* TASK INSTRUCTIONS *
Down to the last line, reproduce the records exactly.

[Collected data]
________________________________________
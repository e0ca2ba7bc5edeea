//! Error types for the server.

use std::fmt;
use thiserror::Error;
use warden_protocol::ProtocolError;
use warden_types::{HardwareId, Permissions, ProfileId};

/// Result type for server operations.
pub type ServerResult<T> = Result<T, ServerError>;

/// Errors that can occur while serving devices.
#[derive(Debug, Error)]
pub enum ServerError {
    /// Identity model error (e.g. an invalid group index).
    #[error(transparent)]
    Types(#[from] warden_types::Error),

    /// Packet encoding or framing error.
    #[error(transparent)]
    Protocol(#[from] ProtocolError),

    /// The device store could not persist or load records.
    #[error("storage error: {0}")]
    Storage(String),

    /// The authorization gate refused a request.
    #[error("access denied: {0}")]
    AccessDenied(Denial),

    /// Invalid configuration.
    #[error("configuration error: {0}")]
    Config(String),

    /// No live connection is registered for the device.
    #[error("device not connected: {0}")]
    NotConnected(HardwareId),

    /// The connection's outbound queue has shut down.
    #[error("channel closed")]
    ChannelClosed,

    /// Socket error.
    #[error("I/O error: {0}")]
    Io(#[from] std::io::Error),
}

/// Why the authorization gate refused a device.
#[derive(Debug, Clone, PartialEq, Eq)]
pub enum Denial {
    /// The device has not been linked to a profile.
    Unassigned(HardwareId),
    /// The device references a profile that does not exist.
    UnknownProfile(ProfileId),
    /// The device is not on its profile's allowlist.
    NotAssociated {
        device: HardwareId,
        profile: ProfileId,
    },
    /// The profile lacks the requested permission.
    MissingPermission {
        profile: ProfileId,
        permission: Permissions,
    },
}

impl fmt::Display for Denial {
    fn fmt(&self, f: &mut fmt::Formatter<'_>) -> fmt::Result {
        match self {
            Denial::Unassigned(device) => write!(f, "device {device} has no profile"),
            Denial::UnknownProfile(profile) => write!(f, "profile {profile} does not exist"),
            Denial::NotAssociated { device, profile } => {
                write!(f, "device {device} is not a known device of profile {profile}")
            }
            Denial::MissingPermission {
                profile,
                permission,
            } => write!(f, "profile {profile} lacks permission {permission}"),
        }
    }
}

impl From<Denial> for ServerError {
    fn from(denial: Denial) -> Self {
        ServerError::AccessDenied(denial)
    }
}
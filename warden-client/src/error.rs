//! Error types for the client.

use thiserror::Error;
use warden_crypto::CryptoError;
use warden_protocol::ProtocolError;

/// Result type for client operations.
pub type ClientResult<T> = Result<T, ClientError>;

/// Errors that can occur while talking to the server.
#[derive(Debug, Error)]
pub enum ClientError {
    /// Configuration file error.
    #[error(transparent)]
    Types(#[from] warden_types::Error),

    /// Key or fingerprint error.
    #[error(transparent)]
    Crypto(#[from] CryptoError),

    /// Packet encoding or framing error.
    #[error(transparent)]
    Protocol(#[from] ProtocolError),

    /// The server answered with something the exchange does not allow.
    #[error("unexpected reply: {0}")]
    UnexpectedReply(String),

    /// The server closed the connection before replying.
    #[error("connection closed by server")]
    ConnectionClosed,

    /// Socket error.
    #[error("I/O error: {0}")]
    Io(#[from] std::io::Error),
}
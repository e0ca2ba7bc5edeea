//! Error types for the protocol layer.

use crate::packet::PacketKind;
use thiserror::Error;

/// Result type for protocol operations.
pub type ProtocolResult<T> = Result<T, ProtocolError>;

/// Errors that can occur while registering, encoding or decoding packets.
#[derive(Debug, Error)]
pub enum ProtocolError {
    /// The discriminator does not name a registered packet.
    #[error("unknown packet type: {0}")]
    UnknownPacketType(u64),

    /// The payload is not a valid packet of the resolved type.
    #[error("malformed packet: {0}")]
    MalformedPacket(String),

    /// Two declarations claim the same id.
    #[error("packet id {id} is claimed by both {first:?} and {second:?}")]
    DuplicatePacketId {
        id: u32,
        first: PacketKind,
        second: PacketKind,
    },

    /// One variant is declared under two ids.
    #[error("packet variant {kind:?} is declared under both id {first} and id {second}")]
    DuplicatePacketKind {
        kind: PacketKind,
        first: u32,
        second: u32,
    },

    /// A packet variant has no id.
    #[error("packet variant {0:?} has no id")]
    MissingPacketId(PacketKind),

    /// A frame exceeds the size limit.
    #[error("frame too large: {0} bytes")]
    FrameTooLarge(usize),

    /// Stream error.
    #[error("I/O error: {0}")]
    Io(#[from] std::io::Error),
}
________________________________________
* SOLUTION TO THIS TASK *
repository e0ca2ba7bc5edeea
//! Error types for the server.

use std::fmt;
use thiserror::Error;
use warden_protocol::ProtocolError;
use warden_types::{HardwareId, Permissions, ProfileId};

/// Result type for server operations.
pub type ServerResult<T> = Result<T, ServerError>;

/// Errors that can occur while serving devices.
#[derive(Debug, Error)]
pub enum ServerError {
    /// Identity model error (e.g. an invalid group index).
    #[error(transparent)]
    Types(#[from] warden_types::Error),

    /// Packet encoding or framing error.
    #[error(transparent)]
    Protocol(#[from] ProtocolError),

    /// The device store could not persist or load records.
    #[error("storage error: {0}")]
    Storage(String),

    /// The authorization gate refused a request.
    #[error("access denied: {0}")]
    AccessDenied(Denial),

    /// Invalid configuration.
    #[error("configuration error: {0}")]
    Config(String),

    /// No live connection is registered for the device.
    #[error("device not connected: {0}")]
    NotConnected(HardwareId),

    /// The connection's outbound queue has shut down.
    #[error("channel closed")]
    ChannelClosed,

    /// Socket error.
    #[error("I/O error: {0}")]
    Io(#[from] std::io::Error),
}

/// Why the authorization gate refused a device.
#[derive(Debug, Clone, PartialEq, Eq)]
pub enum Denial {
    /// The device has not been linked to a profile.
    Unassigned(HardwareId),
    /// The device references a profile that does not exist.
    UnknownProfile(ProfileId),
    /// The device is not on its profile's allowlist.
    NotAssociated {
        device: HardwareId,
        profile: ProfileId,
    },
    /// The profile lacks the requested permission.
    MissingPermission {
        profile: ProfileId,
        permission: Permissions,
    },
}

impl fmt::Display for Denial {
    fn fmt(&self, f: &mut fmt::Formatter<'_>) -> fmt::Result {
        match self {
            Denial::Unassigned(device) => write!(f, "device {device} has no profile"),
            Denial::UnknownProfile(profile) => write!(f, "profile {profile} does not exist"),
            Denial::NotAssociated { device, profile } => {
                write!(f, "device {device} is not a known device of profile {profile}")
            }
            Denial::MissingPermission {
                profile,
                permission,
            } => write!(f, "profile {profile} lacks permission {permission}"),
        }
    }
}

impl From<Denial> for ServerError {
    fn from(denial: Denial) -> Self {
        ServerError::AccessDenied(denial)
    }
}
filename warden-client/src/error.rs
//! Error types for the client.

use thiserror::Error;
use warden_crypto::CryptoError;
use warden_protocol::ProtocolError;

/// Result type for client operations.
pub type ClientResult<T> = Result<T, ClientError>;

/// Errors that can occur while talking to the server.
#[derive(Debug, Error)]
pub enum ClientError {
    /// Configuration file error.
    #[error(transparent)]
    Types(#[from] warden_types::Error),

    /// Key or fingerprint error.
    #[error(transparent)]
    Crypto(#[from] CryptoError),

    /// Packet encoding or framing error.
    #[error(transparent)]
    Protocol(#[from] ProtocolError),

    /// The server answered with something the exchange does not allow.
    #[error("unexpected reply: {0}")]
    UnexpectedReply(String),

    /// The server closed the connection before replying.
    #[error("connection closed by server")]
    ConnectionClosed,

    /// Socket error.
    #[error("I/O error: {0}")]
    Io(#[from] std::io::Error),
}
repository e0ca2ba7bc5edeea
//! Error types for the protocol layer.

use crate::packet::PacketKind;
use thiserror::Error;

/// Result type for protocol operations.
pub type ProtocolResult<T> = Result<T, ProtocolError>;

/// Errors that can occur while registering, encoding or decoding packets.
#[derive(Debug, Error)]
pub enum ProtocolError {
    /// The discriminator does not name a registered packet.
    #[error("unknown packet type: {0}")]
    UnknownPacketType(u64),

    /// The payload is not a valid packet of the resolved type.
    #[error("malformed packet: {0}")]
    MalformedPacket(String),

    /// Two declarations claim the same id.
    #[error("packet id {id} is claimed by both {first:?} and {second:?}")]
    DuplicatePacketId {
        id: u32,
        first: PacketKind,
        second: PacketKind,
    },

    /// One variant is declared under two ids.
    #[error("packet variant {kind:?} is declared under both id {first} and id {second}")]
    DuplicatePacketKind {
        kind: PacketKind,
        first: u32,
        second: u32,
    },

    /// A packet variant has no id.
    #[error("packet variant {0:?} has no id")]
    MissingPacketId(PacketKind),

    /// A frame exceeds the size limit.
    #[error("frame too large: {0} bytes")]
    FrameTooLarge(usize),

    /// Stream error.
    #[error("I/O error: {0}")]
    Io(#[from] std::io::Error),
}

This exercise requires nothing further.